Availability of sufficient interdental bone, less soft tissue irritation, and a larger anterior segment (if all six anterior teeth are included) that requires greater control are some of the factors that must be considered when placing mini-implants for intrusion of anterior teeth. We have found the interdental bone between the roots of the canine and lateral incisors, bilaterally, as an appropriate location for placement of mini-implants. The selection of the point of application of the intrusive force with respect to the CRES of the anterior segment is also an important consideration in the placement of the implants, so that the nature of the tooth movement that will occur can be predicted more accurately. The CRES of the six anterior teeth has been estimated to be halfway between the CRES of the four incisors and canines.36 True intrusion without axial inclination change can be obtained only by directing the intrusive force through the CRES of the anterior teeth. In the patient described in Figure 8-17, a light distal force (r) was delivered by an elastic chain to the anterior segment to alter the direction of the intrusive force (i) so that true intrusion of the anterior teeth could be achieved along their long axes (Fig. 8-18). The distal force used was of very low magnitude, primarily to redirect the line action of the intrusive force.

Retention and Stability

As discussed, correction of deep bite malocclusion can be attained by a variety of methods with fairly predictable results. However, the real challenge is maintaining the overbite over an appreciable period. The results of most studies concerning the stability of overbite correction suggest a decrease in the overbite during treatment followed by an increase in the overbite after appliance removal, although at the clinical level this increase might not be significant.37 The following are some factors that must be kept in mind when planning retention for deep overbite correction:

1. Age: Deep bite correction is usually achieved by the simultaneous intrusion of incisors and extrusion of the posterior teeth. Growing patients benefit the most with this approach because active vertical growth during deep bite correction ensures greater stability. Because growth tends to increase the vertical distance between the jaw bases, performing treatment during this period is most advantageous.
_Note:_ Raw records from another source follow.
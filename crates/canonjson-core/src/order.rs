use serde_json::{Map, Number, Value};
use std::cmp::Ordering;

/// Total order over JSON values, used to sort array elements.
///
/// Values of different types order by type rank:
/// `null < boolean < number < string < array < object`.
/// Within a type:
/// - booleans: `false < true`
/// - numbers: exact decimal value of the literal, then its text (`1 < 1.0`)
/// - strings: Unicode scalar order
/// - arrays: element-wise, a proper prefix first
/// - objects: entry-wise in iteration order (key, then value), a proper prefix first
///
/// Returns `Equal` only for structurally identical values.
pub fn compare(a: &Value, b: &Value) -> Ordering {
    match (a, b) {
        (Value::Null, Value::Null) => Ordering::Equal,
        (Value::Bool(x), Value::Bool(y)) => x.cmp(y),
        (Value::Number(x), Value::Number(y)) => compare_numbers(x, y),
        (Value::String(x), Value::String(y)) => x.cmp(y),
        (Value::Array(x), Value::Array(y)) => compare_arrays(x, y),
        (Value::Object(x), Value::Object(y)) => compare_objects(x, y),
        _ => type_rank(a).cmp(&type_rank(b)),
    }
}

fn type_rank(value: &Value) -> u8 {
    match value {
        Value::Null => 0,
        Value::Bool(_) => 1,
        Value::Number(_) => 2,
        Value::String(_) => 3,
        Value::Array(_) => 4,
        Value::Object(_) => 5,
    }
}

fn compare_arrays(a: &[Value], b: &[Value]) -> Ordering {
    for (x, y) in a.iter().zip(b) {
        let ord = compare(x, y);
        if ord != Ordering::Equal {
            return ord;
        }
    }
    a.len().cmp(&b.len())
}

fn compare_objects(a: &Map<String, Value>, b: &Map<String, Value>) -> Ordering {
    for ((ka, va), (kb, vb)) in a.iter().zip(b) {
        let ord = ka.cmp(kb).then_with(|| compare(va, vb));
        if ord != Ordering::Equal {
            return ord;
        }
    }
    a.len().cmp(&b.len())
}

fn compare_numbers(a: &Number, b: &Number) -> Ordering {
    let (x, y) = (a.to_string(), b.to_string());
    Decimal::parse(&x)
        .cmp(&Decimal::parse(&y))
        .then_with(|| x.cmp(&y))
}

/// Exact value of a JSON number literal: `0.d1d2d3... * 10^point`.
///
/// `digits` has no leading or trailing zeros; an empty `digits` is zero,
/// whatever its sign. Exponents saturate at the `i128` range.
#[derive(Debug, PartialEq, Eq)]
struct Decimal {
    negative: bool,
    digits: Vec<u8>,
    point: i128,
}

impl Decimal {
    fn parse(text: &str) -> Self {
        let mut negative = false;
        let mut digits = Vec::with_capacity(text.len());
        let mut int_len: i128 = 0;
        let mut in_fraction = false;
        let mut exponent: i128 = 0;
        let mut exponent_negative = false;
        let mut in_exponent = false;

        for c in text.bytes() {
            match c {
                b'-' if in_exponent => exponent_negative = true,
                b'-' => negative = true,
                b'.' => in_fraction = true,
                b'e' | b'E' => in_exponent = true,
                b'0'..=b'9' if in_exponent => {
                    exponent = exponent
                        .saturating_mul(10)
                        .saturating_add(i128::from(c - b'0'));
                }
                b'0'..=b'9' => {
                    digits.push(c - b'0');
                    if !in_fraction {
                        int_len += 1;
                    }
                }
                _ => {}
            }
        }
        if exponent_negative {
            exponent = -exponent;
        }

        let leading = digits.iter().take_while(|d| **d == 0).count();
        digits.drain(..leading);
        while digits.last() == Some(&0) {
            digits.pop();
        }
        let point = int_len
            .saturating_add(exponent)
            .saturating_sub(leading as i128);

        Self {
            negative: negative && !digits.is_empty(),
            digits,
            point,
        }
    }

    fn sign(&self) -> i8 {
        match (self.digits.is_empty(), self.negative) {
            (true, _) => 0,
            (false, true) => -1,
            (false, false) => 1,
        }
    }

    fn cmp_magnitude(&self, other: &Self) -> Ordering {
        self.point
            .cmp(&other.point)
            .then_with(|| self.digits.cmp(&other.digits))
    }
}

impl Ord for Decimal {
    fn cmp(&self, other: &Self) -> Ordering {
        match self.sign().cmp(&other.sign()) {
            Ordering::Equal => match self.sign() {
                0 => Ordering::Equal,
                1 => self.cmp_magnitude(other),
                _ => other.cmp_magnitude(self),
            },
            ord => ord,
        }
    }
}

impl PartialOrd for Decimal {
    fn partial_cmp(&self, other: &Self) -> Option<Ordering> {
        Some(self.cmp(other))
    }
}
2. Facial type: Certain facial types have a greater potential for permanent correction than others. Hyperdivergent facial types usually exhibit a more favorable reaction to overbite correction when compared to hypodivergent facial types. This can be attributed to the growth rate in the vertical direction, which is highest and lasts the longest in high angle patients.

3. Molar extrusion and incisor intrusion: The stability of molar extrusion in growing patients has been examined in previous studies, which suggest that this is a fairly stable procedure if the interocclusal space is not violated. Any eruptive movement beyond the interocclusal space might not be stable due to strong posterior occlusion or muscle stretching, especially in low angle individuals. For the same reason, in adults incisor intrusion is regarded as more stable. Other factors that can lead to relapse of incisor intrusion include continued lower incisor eruption, canting of the occlusal plane, incomplete leveling of the curve of Spee, and forward rotation of the mandible.

4. Inter-incisal angle: Riedel38 has suggested that a large inter-incisal angle at the end of treatment is associated with relapse of deep overbite. This might be because a large inter-incisal angle tends to force the crowns of the mandibular incisors lingually and the apex of the maxillary incisors labially.12 A study by Burzin and Nanda37 showed that the axial inclination of the incisors did not change significantly during a 2-year post-treatment observation period. They suggested that ideal axial inclination of the incisors at the end of treatment could be a factor in overbite stability. Therefore maintaining optimum inter-incisal angle, incisal stops, and guidance between the maxillary and mandibular incisors is essential for maintaining overbite correction. The inter-incisal angle can be higher for dolichofacial patterns and less for brachyfacial patterns; however, in general an angle of 125 to 135 degrees ensures good stability for deep bite correction.